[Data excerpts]
•••

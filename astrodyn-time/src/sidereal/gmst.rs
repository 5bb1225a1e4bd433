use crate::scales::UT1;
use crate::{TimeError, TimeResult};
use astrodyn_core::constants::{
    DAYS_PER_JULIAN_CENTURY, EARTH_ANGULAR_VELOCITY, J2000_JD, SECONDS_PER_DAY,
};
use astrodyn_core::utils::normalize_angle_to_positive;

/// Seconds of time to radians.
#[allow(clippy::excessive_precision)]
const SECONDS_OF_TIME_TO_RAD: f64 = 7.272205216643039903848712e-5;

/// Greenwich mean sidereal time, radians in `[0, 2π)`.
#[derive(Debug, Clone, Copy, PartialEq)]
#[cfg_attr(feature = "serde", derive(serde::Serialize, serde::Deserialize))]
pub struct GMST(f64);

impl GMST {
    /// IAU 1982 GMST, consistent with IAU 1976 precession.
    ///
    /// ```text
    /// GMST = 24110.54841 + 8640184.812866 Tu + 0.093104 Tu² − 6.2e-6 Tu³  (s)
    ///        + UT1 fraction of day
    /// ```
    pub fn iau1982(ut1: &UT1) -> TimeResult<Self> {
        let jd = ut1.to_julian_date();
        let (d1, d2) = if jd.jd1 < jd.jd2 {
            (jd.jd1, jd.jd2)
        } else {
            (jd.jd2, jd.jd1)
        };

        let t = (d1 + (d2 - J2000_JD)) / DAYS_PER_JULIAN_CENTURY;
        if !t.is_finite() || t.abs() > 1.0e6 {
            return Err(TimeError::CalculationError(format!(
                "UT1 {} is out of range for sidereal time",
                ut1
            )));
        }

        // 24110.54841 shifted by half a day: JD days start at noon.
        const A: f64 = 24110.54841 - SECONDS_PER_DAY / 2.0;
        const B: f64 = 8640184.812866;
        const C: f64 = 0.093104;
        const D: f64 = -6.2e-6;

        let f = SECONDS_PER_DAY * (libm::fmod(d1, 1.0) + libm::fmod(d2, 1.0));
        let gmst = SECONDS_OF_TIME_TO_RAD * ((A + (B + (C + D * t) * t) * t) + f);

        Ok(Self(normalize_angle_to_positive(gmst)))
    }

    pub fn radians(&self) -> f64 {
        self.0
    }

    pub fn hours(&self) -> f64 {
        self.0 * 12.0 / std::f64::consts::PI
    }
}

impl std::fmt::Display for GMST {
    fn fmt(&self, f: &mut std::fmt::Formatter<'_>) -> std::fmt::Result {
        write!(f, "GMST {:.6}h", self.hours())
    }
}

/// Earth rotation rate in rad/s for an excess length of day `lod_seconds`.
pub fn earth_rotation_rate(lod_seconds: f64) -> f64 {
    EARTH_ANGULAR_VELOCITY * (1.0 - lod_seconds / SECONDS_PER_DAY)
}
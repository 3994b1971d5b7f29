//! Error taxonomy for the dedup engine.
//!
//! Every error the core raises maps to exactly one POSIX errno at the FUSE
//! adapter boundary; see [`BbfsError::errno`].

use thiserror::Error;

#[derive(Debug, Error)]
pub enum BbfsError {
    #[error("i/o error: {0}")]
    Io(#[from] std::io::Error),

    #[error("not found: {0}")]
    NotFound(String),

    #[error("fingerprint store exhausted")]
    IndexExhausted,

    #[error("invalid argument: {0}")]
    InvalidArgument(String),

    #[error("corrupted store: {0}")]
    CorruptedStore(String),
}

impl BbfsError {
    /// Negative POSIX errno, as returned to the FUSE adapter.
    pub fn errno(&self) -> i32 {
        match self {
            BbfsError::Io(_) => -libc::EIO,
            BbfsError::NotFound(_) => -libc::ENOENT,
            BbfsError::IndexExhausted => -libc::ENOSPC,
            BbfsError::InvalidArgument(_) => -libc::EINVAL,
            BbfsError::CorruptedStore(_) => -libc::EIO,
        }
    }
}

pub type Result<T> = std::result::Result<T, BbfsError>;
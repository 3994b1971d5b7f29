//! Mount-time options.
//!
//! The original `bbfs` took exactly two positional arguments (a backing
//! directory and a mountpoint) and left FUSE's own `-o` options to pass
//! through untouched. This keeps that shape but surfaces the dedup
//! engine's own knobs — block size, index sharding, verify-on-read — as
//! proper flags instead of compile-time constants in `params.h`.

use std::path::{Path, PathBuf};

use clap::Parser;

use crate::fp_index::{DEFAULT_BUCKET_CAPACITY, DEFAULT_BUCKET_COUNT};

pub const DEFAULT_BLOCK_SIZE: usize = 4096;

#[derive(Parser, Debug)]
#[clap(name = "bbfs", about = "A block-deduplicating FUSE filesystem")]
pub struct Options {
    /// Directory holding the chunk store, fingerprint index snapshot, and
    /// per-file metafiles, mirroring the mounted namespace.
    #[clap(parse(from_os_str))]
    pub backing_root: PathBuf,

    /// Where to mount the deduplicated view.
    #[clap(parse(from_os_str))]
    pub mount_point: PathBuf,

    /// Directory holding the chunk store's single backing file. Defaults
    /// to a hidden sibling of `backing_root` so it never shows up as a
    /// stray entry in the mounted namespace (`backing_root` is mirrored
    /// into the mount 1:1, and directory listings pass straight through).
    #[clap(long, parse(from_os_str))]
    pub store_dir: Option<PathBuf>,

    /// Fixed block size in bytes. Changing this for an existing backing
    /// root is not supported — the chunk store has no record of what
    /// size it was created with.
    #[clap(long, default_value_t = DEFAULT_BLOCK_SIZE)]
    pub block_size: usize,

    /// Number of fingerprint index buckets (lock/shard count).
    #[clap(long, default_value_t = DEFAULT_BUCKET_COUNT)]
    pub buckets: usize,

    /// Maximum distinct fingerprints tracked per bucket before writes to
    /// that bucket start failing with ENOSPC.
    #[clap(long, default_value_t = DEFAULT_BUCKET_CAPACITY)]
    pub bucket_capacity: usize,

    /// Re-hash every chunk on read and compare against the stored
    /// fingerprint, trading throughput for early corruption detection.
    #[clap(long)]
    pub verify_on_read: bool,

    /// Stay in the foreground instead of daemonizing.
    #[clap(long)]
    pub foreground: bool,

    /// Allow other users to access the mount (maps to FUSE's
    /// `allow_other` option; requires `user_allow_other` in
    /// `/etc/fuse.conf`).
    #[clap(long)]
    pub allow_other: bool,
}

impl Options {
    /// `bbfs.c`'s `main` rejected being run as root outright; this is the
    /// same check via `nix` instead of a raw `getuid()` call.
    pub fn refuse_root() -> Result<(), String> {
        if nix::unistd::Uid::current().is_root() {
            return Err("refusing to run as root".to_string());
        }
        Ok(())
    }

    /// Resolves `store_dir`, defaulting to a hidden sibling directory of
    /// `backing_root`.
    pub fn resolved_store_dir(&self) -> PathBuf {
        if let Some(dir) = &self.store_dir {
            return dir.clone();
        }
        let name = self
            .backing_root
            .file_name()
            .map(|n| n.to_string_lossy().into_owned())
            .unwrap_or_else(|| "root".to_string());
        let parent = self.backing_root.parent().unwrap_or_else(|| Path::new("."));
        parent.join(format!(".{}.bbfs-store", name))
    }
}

•••

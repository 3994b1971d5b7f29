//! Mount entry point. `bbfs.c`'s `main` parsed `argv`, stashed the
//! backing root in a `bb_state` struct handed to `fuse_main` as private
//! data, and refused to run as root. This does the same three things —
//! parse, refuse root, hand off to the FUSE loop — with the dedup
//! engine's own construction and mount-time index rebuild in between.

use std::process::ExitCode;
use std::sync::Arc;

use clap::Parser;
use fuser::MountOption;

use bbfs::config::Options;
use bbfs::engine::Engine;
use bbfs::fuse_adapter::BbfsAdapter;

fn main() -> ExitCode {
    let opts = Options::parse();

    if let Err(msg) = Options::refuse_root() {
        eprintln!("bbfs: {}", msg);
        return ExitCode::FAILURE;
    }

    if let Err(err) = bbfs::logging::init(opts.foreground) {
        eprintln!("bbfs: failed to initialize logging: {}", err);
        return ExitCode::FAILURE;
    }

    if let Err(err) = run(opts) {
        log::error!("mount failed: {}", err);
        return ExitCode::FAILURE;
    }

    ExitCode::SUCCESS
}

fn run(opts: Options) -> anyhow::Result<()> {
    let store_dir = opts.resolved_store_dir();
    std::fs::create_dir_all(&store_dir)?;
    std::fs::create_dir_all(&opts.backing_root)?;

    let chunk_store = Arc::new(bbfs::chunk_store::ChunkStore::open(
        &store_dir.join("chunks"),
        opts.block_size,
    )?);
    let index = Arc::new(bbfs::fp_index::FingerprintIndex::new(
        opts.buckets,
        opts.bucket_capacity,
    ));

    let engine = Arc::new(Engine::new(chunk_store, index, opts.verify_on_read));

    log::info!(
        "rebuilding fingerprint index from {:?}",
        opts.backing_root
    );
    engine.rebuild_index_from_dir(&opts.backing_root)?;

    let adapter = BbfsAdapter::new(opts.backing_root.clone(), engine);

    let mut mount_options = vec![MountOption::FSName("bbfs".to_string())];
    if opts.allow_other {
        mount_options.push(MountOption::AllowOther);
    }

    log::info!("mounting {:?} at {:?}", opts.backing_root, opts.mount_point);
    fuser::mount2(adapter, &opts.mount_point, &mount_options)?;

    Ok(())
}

•••

# WHAT TO DO
Set down, exactly as they appear above, all lines from the one that has "repository 5bb1225a1e4bd433" down to the one that has "const B: f64 = 8640184.812866;", including those two and no others.

# ANSWER
repository 5bb1225a1e4bd433
use crate::scales::UT1;
use crate::{TimeError, TimeResult};
use astrodyn_core::constants::{
    DAYS_PER_JULIAN_CENTURY, EARTH_ANGULAR_VELOCITY, J2000_JD, SECONDS_PER_DAY,
};
use astrodyn_core::utils::normalize_angle_to_positive;

/// Seconds of time to radians.
#[allow(clippy::excessive_precision)]
const SECONDS_OF_TIME_TO_RAD: f64 = 7.272205216643039903848712e-5;

/// Greenwich mean sidereal time, radians in `[0, 2π)`.
#[derive(Debug, Clone, Copy, PartialEq)]
#[cfg_attr(feature = "serde", derive(serde::Serialize, serde::Deserialize))]
pub struct GMST(f64);

impl GMST {
    /// IAU 1982 GMST, consistent with IAU 1976 precession.
    ///
    /// ```text
    /// GMST = 24110.54841 + 8640184.812866 Tu + 0.093104 Tu² − 6.2e-6 Tu³  (s)
    ///        + UT1 fraction of day
    /// ```
    pub fn iau1982(ut1: &UT1) -> TimeResult<Self> {
        let jd = ut1.to_julian_date();
        let (d1, d2) = if jd.jd1 < jd.jd2 {
            (jd.jd1, jd.jd2)
        } else {
            (jd.jd2, jd.jd1)
        };

        let t = (d1 + (d2 - J2000_JD)) / DAYS_PER_JULIAN_CENTURY;
        if !t.is_finite() || t.abs() > 1.0e6 {
            return Err(TimeError::CalculationError(format!(
                "UT1 {} is out of range for sidereal time",
                ut1
            )));
        }

        // 24110.54841 shifted by half a day: JD days start at noon.
        const A: f64 = 24110.54841 - SECONDS_PER_DAY / 2.0;
        const B: f64 = 8640184.812866;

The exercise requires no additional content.